New ranking compares Dutch pension funds on pollution and human rights issues.

Corporate social responsibility (CSR) is gaining importance in the financial world. Banks, insurance companies and other financial institutions realise much more that they too have a responsibility concerning climate change, biodiversity, trade in weaponry and labour rights. Where and how they invest their capital greatly influences these topics.
Until recently, most of the 728 pension funds in the Netherlands did not pay much attention to these CSR related issues. Mistakenly, pension funds thought that their legal duty to operate in the best interest of their participants restricted them in this sense. However, the Dutch Pension Law does allow responsible investment, as long as it does not lead to an unacceptable risk on investments. Some tools that can be used to implement responsible investment strategies do not influence the risk profile, while others have been shown to have a positive rather than a negative effect.

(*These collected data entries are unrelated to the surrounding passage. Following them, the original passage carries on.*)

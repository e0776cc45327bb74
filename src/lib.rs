//! # addcopyright
//!
//! A tool that ensures source files carry the project copyright/license
//! header.
//!
//! `addcopyright` walks a source tree, finds files matching a configured set
//! of (filename glob, comment prefix) pairs, and inserts the commented header
//! as the first non-blank, non-shebang content of each file that lacks it.
//! Files that already carry the copyright marker — anywhere in the file, in
//! any comment style — are left untouched, so repeated runs are idempotent.
//!
//! ## Features
//!
//! * Recursive scan with vendor/build-like directories pruned before descent
//! * Header placed below shebang lines and pre-existing top-of-file comments
//! * Check mode for CI: reports files missing the header and fails the run
//! * Atomic in-place rewrites (temporary file + rename, no truncation on
//!   failure)
//! * Pair table and excluded directories overridable via `.addcopyright.toml`
//!
//! ## Usage as a Library
//!
//! ```rust,no_run
//! use addcopyright::config::RunConfig;
//! use addcopyright::detect::MarkerDetector;
//! use addcopyright::header::HeaderBlock;
//! use addcopyright::rewrite::FileMutator;
//! use addcopyright::scanner::TreeScanner;
//! use std::path::Path;
//!
//! fn main() -> anyhow::Result<()> {
//!     let config = RunConfig::default();
//!     let detector = MarkerDetector::new()?;
//!     let scanner = TreeScanner::new(Path::new("."), &config.excluded_dirs)?;
//!
//!     for pair in &config.pairs {
//!         let header = HeaderBlock::compose(&pair.prefix);
//!         let mutator = FileMutator::new(&header, &pair.prefix, &detector);
//!         for path in scanner.find(&pair.glob)? {
//!             mutator.apply(&path)?;
//!         }
//!     }
//!
//!     Ok(())
//! }
//! ```
//!
//! ## Modules
//!
//! * [`scanner`] - Directory walk with excluded-directory pruning
//! * [`header`] - Header texts and per-prefix comment rendering
//! * [`rewrite`] - Insertion-point selection and atomic in-place rewrite
//! * [`detect`] - Copyright marker detection
//!
//! [`scanner`]: crate::scanner
//! [`header`]: crate::header
//! [`rewrite`]: crate::rewrite
//! [`detect`]: crate::detect

// Re-export modules for public API
pub mod cli;
pub mod config;
pub mod detect;
pub mod header;
pub mod logging;
pub mod output;
pub mod rewrite;
pub mod scanner;
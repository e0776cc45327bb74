//! # addcopyright
//!
//! A tool that ensures source files carry the project copyright header.

use anyhow::Result;

use addcopyright::cli::{Cli, run};

fn main() -> Result<()> {
  let cli = Cli::parse_args();

  run(cli)
}
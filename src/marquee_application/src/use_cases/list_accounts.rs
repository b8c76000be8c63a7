use marquee_core::{Account, AccountStore, AccountStoreError};

/// List accounts use case - full directory listing.
pub struct ListAccountsUseCase<'a, S>
where
    S: AccountStore + ?Sized,
{
    accounts: &'a S,
}

impl<'a, S> ListAccountsUseCase<'a, S>
where
    S: AccountStore + ?Sized,
{
    pub fn new(accounts: &'a S) -> Self {
        Self { accounts }
    }

    #[tracing::instrument(name = "ListAccountsUseCase::execute", skip(self))]
    pub async fn execute(&self) -> Result<Vec<Account>, AccountStoreError> {
        self.accounts.list_accounts().await
    }
}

Therefore, a lack of public attention seems more important than supposed judicial restrictions.
In March 2007 this changed after the broadcast of a documentary made by Zembla, the Dutch current affairs programme.It showed that some large pension funds invest in companies that pollute heavily, are involved in child labour or produce controversial weapons like landmines or cluster bombs. In response to the social uproar this broadcast caused, many pension funds have used the past six months to develop policies on Responsible Investment or strengthen existing policies. The VBDO (Association of Investors for Sustainable Development) in cooperation with Profundo, the SRI economic research consultancy, and the Dutch consumer association, developed a benchmark to compare and evaluate the different activities undertaken by Dutch pension funds. In this research we included the 24 largest pension funds and 6 insurance companies providing pensions.

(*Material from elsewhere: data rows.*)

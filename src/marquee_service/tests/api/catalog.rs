use crate::helpers::spawn_app;

fn sample_movie(title: &str, genre: &str, director: &str) -> serde_json::Value {
    serde_json::json!({
        "Title": title,
        "Description": "A movie",
        "Genre": { "Name": genre, "Description": "A genre" },
        "Director": { "Name": director, "Bio": "A director" },
    })
}

#[tokio::test]
async fn browsing_the_catalog_needs_no_token() {
    let app = spawn_app().await;

    let response = app
        .client
        .get(format!("{}/movies", app.address))
        .send()
        .await
        .unwrap();
    assert_eq!(response.status().as_u16(), 200);
    assert_eq!(
        response.json::<serde_json::Value>().await.unwrap(),
        serde_json::json!([])
    );
}

#[tokio::test]
async fn the_welcome_route_is_public() {
    let app = spawn_app().await;

    let response = app
        .client
        .get(format!("{}/", app.address))
        .send()
        .await
        .unwrap();
    assert_eq!(response.status().as_u16(), 200);
    assert_eq!(response.text().await.unwrap(), "Welcome to my movie app!");
}

#[tokio::test]
async fn catalog_mutations_require_a_token() {
    let app = spawn_app().await;

    let response = app
        .client
        .post(format!("{}/movies", app.address))
        .json(&sample_movie("Arrival", "SciFi", "Denis Villeneuve"))
        .send()
        .await
        .unwrap();
    assert_eq!(response.status().as_u16(), 401);
}

#[tokio::test]
async fn added_movies_are_browsable_by_title_genre_and_director() {
    let app = spawn_app().await;
    let token = app.register_and_login("alice01").await;

    let created = app
        .client
        .post(format!("{}/movies", app.address))
        .bearer_auth(&token)
        .json(&sample_movie("Arrival", "SciFi", "Denis Villeneuve"))
        .send()
        .await
        .unwrap();
    assert_eq!(created.status().as_u16(), 201);

    let by_title: serde_json::Value = app
        .client
        .get(format!("{}/movies/Arrival", app.address))
        .send()
        .await
        .unwrap()
        .json()
        .await
        .unwrap();
    assert_eq!(by_title["Title"], "Arrival");

    let by_genre: serde_json::Value = app
        .client
        .get(format!("{}/movies/Genre/SciFi", app.address))
        .send()
        .await
        .unwrap()
        .json()
        .await
        .unwrap();
    assert_eq!(by_genre.as_array().unwrap().len(), 1);

    let director: serde_json::Value = app
        .client
        .get(format!("{}/movies/Director/Denis Villeneuve", app.address))
        .send()
        .await
        .unwrap()
        .json()
        .await
        .unwrap();
    assert_eq!(director["Name"], "Denis Villeneuve");
    assert_eq!(director["Bio"], "A director");
}

#[tokio::test]
async fn an_empty_genre_is_404_not_an_empty_list() {
    let app = spawn_app().await;

    let response = app
        .client
        .get(format!("{}/movies/Genre/Nonexistent", app.address))
        .send()
        .await
        .unwrap();
    assert_eq!(response.status().as_u16(), 404);

    let body: serde_json::Value = response.json().await.unwrap();
    assert_eq!(body["error"], "No movies found for this genre");
}

#[tokio::test]
async fn deleted_movies_disappear_from_the_catalog() {
    let app = spawn_app().await;
    let token = app.register_and_login("alice01").await;

    let created: serde_json::Value = app
        .client
        .post(format!("{}/movies", app.address))
        .bearer_auth(&token)
        .json(&sample_movie("Arrival", "SciFi", "Denis Villeneuve"))
        .send()
        .await
        .unwrap()
        .json()
        .await
        .unwrap();
    let id = created["Id"].as_str().unwrap();

    let response = app.delete_authed(&format!("/movies/{id}"), &token).await;
    assert_eq!(response.status().as_u16(), 200);
    assert_eq!(response.text().await.unwrap(), "Movie was deleted");

    let lookup = app
        .client
        .get(format!("{}/movies/Arrival", app.address))
        .send()
        .await
        .unwrap();
    assert_eq!(lookup.status().as_u16(), 404);
}
use async_trait::async_trait;
use thiserror::Error;

use crate::domain::{
    account::{Account, NewAccount, ProfileChanges},
    movie::{Director, Movie, MovieId, NewMovie},
    username::Username,
};

// AccountStore port trait and errors
#[derive(Debug, Error)]
pub enum AccountStoreError {
    #[error("already exists")]
    UsernameTaken,
    #[error("User not found")]
    AccountNotFound,
    #[error("Movie not found in favorites")]
    FavoriteNotFound,
    #[error("Unexpected error {0}")]
    Unexpected(String),
}

impl PartialEq for AccountStoreError {
    fn eq(&self, other: &Self) -> bool {
        match (self, other) {
            (Self::UsernameTaken, Self::UsernameTaken) => true,
            (Self::AccountNotFound, Self::AccountNotFound) => true,
            (Self::FavoriteNotFound, Self::FavoriteNotFound) => true,
            (Self::Unexpected(_), Self::Unexpected(_)) => true,
            _ => false,
        }
    }
}

/// Persistence boundary for accounts. Implementations own uniqueness of the
/// username and the atomicity of the favorites operations: `push_favorite`
/// and `pull_favorite` must be single conditional updates keyed on the
/// username, never read-then-local-mutate-then-write sequences, so racing
/// requests on one account cannot lose updates.
#[async_trait]
pub trait AccountStore: Send + Sync {
    async fn insert_account(&self, account: NewAccount) -> Result<Account, AccountStoreError>;
    async fn find_by_username(&self, username: &Username) -> Result<Account, AccountStoreError>;
    async fn list_accounts(&self) -> Result<Vec<Account>, AccountStoreError>;
    async fn update_profile(
        &self,
        username: &Username,
        changes: ProfileChanges,
    ) -> Result<Account, AccountStoreError>;
    async fn delete_account(&self, username: &Username) -> Result<(), AccountStoreError>;
    /// Appends without deduplication and returns the updated account.
    async fn push_favorite(
        &self,
        username: &Username,
        movie_id: &MovieId,
    ) -> Result<Account, AccountStoreError>;
    /// Removes every occurrence; `FavoriteNotFound` if the id is absent.
    async fn pull_favorite(
        &self,
        username: &Username,
        movie_id: &MovieId,
    ) -> Result<(), AccountStoreError>;
}

// MovieStore port trait and errors
#[derive(Debug, Error)]
pub enum MovieStoreError {
    #[error("Movie not found")]
    MovieNotFound,
    #[error("Unexpected error {0}")]
    Unexpected(String),
}

impl PartialEq for MovieStoreError {
    fn eq(&self, other: &Self) -> bool {
        match (self, other) {
            (Self::MovieNotFound, Self::MovieNotFound) => true,
            (Self::Unexpected(_), Self::Unexpected(_)) => true,
            _ => false,
        }
    }
}

/// Persistence boundary for the movie catalog. Plain record retrieval;
/// lookups by title, genre and director name are exact matches.
#[async_trait]
pub trait MovieStore: Send + Sync {
    async fn list_movies(&self) -> Result<Vec<Movie>, MovieStoreError>;
    async fn find_by_title(&self, title: &str) -> Result<Movie, MovieStoreError>;
    async fn find_by_genre(&self, genre: &str) -> Result<Vec<Movie>, MovieStoreError>;
    async fn find_director(&self, name: &str) -> Result<Director, MovieStoreError>;
    async fn insert_movie(&self, movie: NewMovie) -> Result<Movie, MovieStoreError>;
    async fn delete_movie(&self, id: &MovieId) -> Result<(), MovieStoreError>;
}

This research shows that that the Zembla broadcast had a substantial impact. Currently, most of the pension funds included in this research (26 out of 30) are developing policies on responsible investment or are strengthening existing policies. Pension funds use a variety of instruments to operationalize their Responsible Investment policies:
• Seventeen pension funds have formulated an exclusion policy, fourteen have based this on one or more specific

criteria and three on general exclusion criteria. In twelve cases investments in weapon producers are excluded and in addition 5 funds exclude companies for other reasons (like child labour and pollution);
• Three pension funds integrate ESG– criteria in the selection of shares;
• Twelve pension funds engage with companies they invest in and bring corporate social responsibility to their attention;
• Six funds indicate that sustainability influences their voting behaviour at annual general meetings;
• Eight pension funds invest a small part of their resources in sustainable energy, clean tech and microfinance.

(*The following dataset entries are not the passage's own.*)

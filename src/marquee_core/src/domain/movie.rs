use chrono::NaiveDate;
use serde::{Deserialize, Serialize};

/// Opaque catalog-item identifier. Favorites reference movies by this id
/// only; the account side never validates that the id resolves to a
/// catalog entry.
#[derive(Debug, Clone, PartialEq, Eq, Hash, Serialize, Deserialize)]
#[serde(transparent)]
pub struct MovieId(String);

impl MovieId {
    pub fn new(id: impl Into<String>) -> Self {
        Self(id.into())
    }

    pub fn as_str(&self) -> &str {
        &self.0
    }
}

impl std::fmt::Display for MovieId {
    fn fmt(&self, f: &mut std::fmt::Formatter<'_>) -> std::fmt::Result {
        f.write_str(&self.0)
    }
}

#[derive(Debug, Clone, PartialEq, Serialize, Deserialize)]
pub struct Genre {
    #[serde(rename = "Name")]
    pub name: String,
    #[serde(rename = "Description")]
    pub description: String,
}

#[derive(Debug, Clone, PartialEq, Serialize, Deserialize)]
pub struct Director {
    #[serde(rename = "Name")]
    pub name: String,
    #[serde(rename = "Bio")]
    pub bio: String,
    #[serde(rename = "Birth", default, skip_serializing_if = "Option::is_none")]
    pub birth: Option<NaiveDate>,
    #[serde(rename = "Death", default, skip_serializing_if = "Option::is_none")]
    pub death: Option<NaiveDate>,
}

/// A catalog entry. Movies are plain records: the service stores and
/// retrieves them without further interpretation.
#[derive(Debug, Clone, PartialEq, Serialize, Deserialize)]
pub struct Movie {
    #[serde(rename = "Id")]
    pub id: MovieId,
    #[serde(rename = "Title")]
    pub title: String,
    #[serde(rename = "Description")]
    pub description: String,
    #[serde(rename = "Genre")]
    pub genre: Genre,
    #[serde(rename = "Director")]
    pub director: Director,
    #[serde(rename = "ImagePath", default, skip_serializing_if = "Option::is_none")]
    pub image_path: Option<String>,
    #[serde(rename = "Featured", default, skip_serializing_if = "Option::is_none")]
    pub featured: Option<bool>,
}

/// Payload for catalog insertion; the store assigns the id.
#[derive(Debug, Clone, PartialEq, Serialize, Deserialize)]
pub struct NewMovie {
    #[serde(rename = "Title")]
    pub title: String,
    #[serde(rename = "Description")]
    pub description: String,
    #[serde(rename = "Genre")]
    pub genre: Genre,
    #[serde(rename = "Director")]
    pub director: Director,
    #[serde(rename = "ImagePath", default, skip_serializing_if = "Option::is_none")]
    pub image_path: Option<String>,
    #[serde(rename = "Featured", default, skip_serializing_if = "Option::is_none")]
    pub featured: Option<bool>,
}
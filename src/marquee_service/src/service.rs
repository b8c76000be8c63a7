use axum::{
    Router,
    routing::{delete, get, post},
};
use marquee_axum::{AppState, routes};
use tokio::net::TcpListener;
use tower_http::{cors::CorsLayer, trace::TraceLayer};

use crate::tracing::{make_span_with_request_id, on_request, on_response};

/// The assembled catalog-and-account service: every route, wired to one
/// shared [`AppState`].
pub struct CatalogService {
    router: Router,
}

impl CatalogService {
    /// Build the full route table.
    ///
    /// Registration, login and catalog reads are reachable without a
    /// token; every other route runs behind the bearer gate inside its
    /// handler signature.
    pub fn new(state: AppState) -> Self {
        let router = Router::new()
            .route("/", get(routes::welcome))
            .route("/users", post(routes::register).get(routes::list_accounts))
            .route("/login", post(routes::login))
            .route(
                "/users/{username}",
                get(routes::get_account)
                    .put(routes::update_account)
                    .delete(routes::delete_account),
            )
            .route(
                "/users/{username}/movies/{movie_id}",
                post(routes::add_favorite),
            )
            .route(
                "/users/{username}/favoriteMovies/{movie_id}",
                delete(routes::remove_favorite),
            )
            .route("/movies", get(routes::list_movies).post(routes::add_movie))
            .route("/movies/Genre/{name}", get(routes::movies_by_genre))
            .route("/movies/Director/{name}", get(routes::director_by_name))
            .route(
                "/movies/{title}",
                get(routes::movie_by_title).delete(routes::delete_movie),
            )
            .with_state(state);

        Self { router }
    }

    fn with_trace_layer(mut self) -> Self {
        self.router = self.router.layer(
            TraceLayer::new_for_http()
                .make_span_with(make_span_with_request_id)
                .on_request(on_request)
                .on_response(on_response),
        );
        self
    }

    /// Convert into a plain router, e.g. for nesting under another app.
    pub fn into_router(self) -> Router {
        self.with_trace_layer().router.layer(CorsLayer::permissive())
    }

    /// Run as a standalone server on the given listener.
    pub async fn run(self, listener: TcpListener) -> Result<(), std::io::Error> {
        let router = self.into_router();

        tracing::info!("Catalog service listening on {}", listener.local_addr()?);

        axum::serve(listener, router).await
    }
}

However, there is only a small number of pension funds that have a well-considered combination of different instruments to operationalize their responsible investment policy. Another issue that could use some extra attention is the transparency towards participants.
• Most pension funds do not provide information on who their investment managers are and whether these are selected based on sustainability criteria;
• Just three funds maintain an active dialogue with society;
• Only five pension funds publish an overview of the companies they invest in.
The responsible investment policies of the 30 pension funds included in this research are judged based on three categories, with a total of nine criteria.
The first is policy. The second is operationalisation, which includes exclusions, ESG criteria when selecting shares, engagement, voting policy and sustainableproject financing. The third is accountability, which includes transparency of asset managers, dialogue with society and transparency of investment policy.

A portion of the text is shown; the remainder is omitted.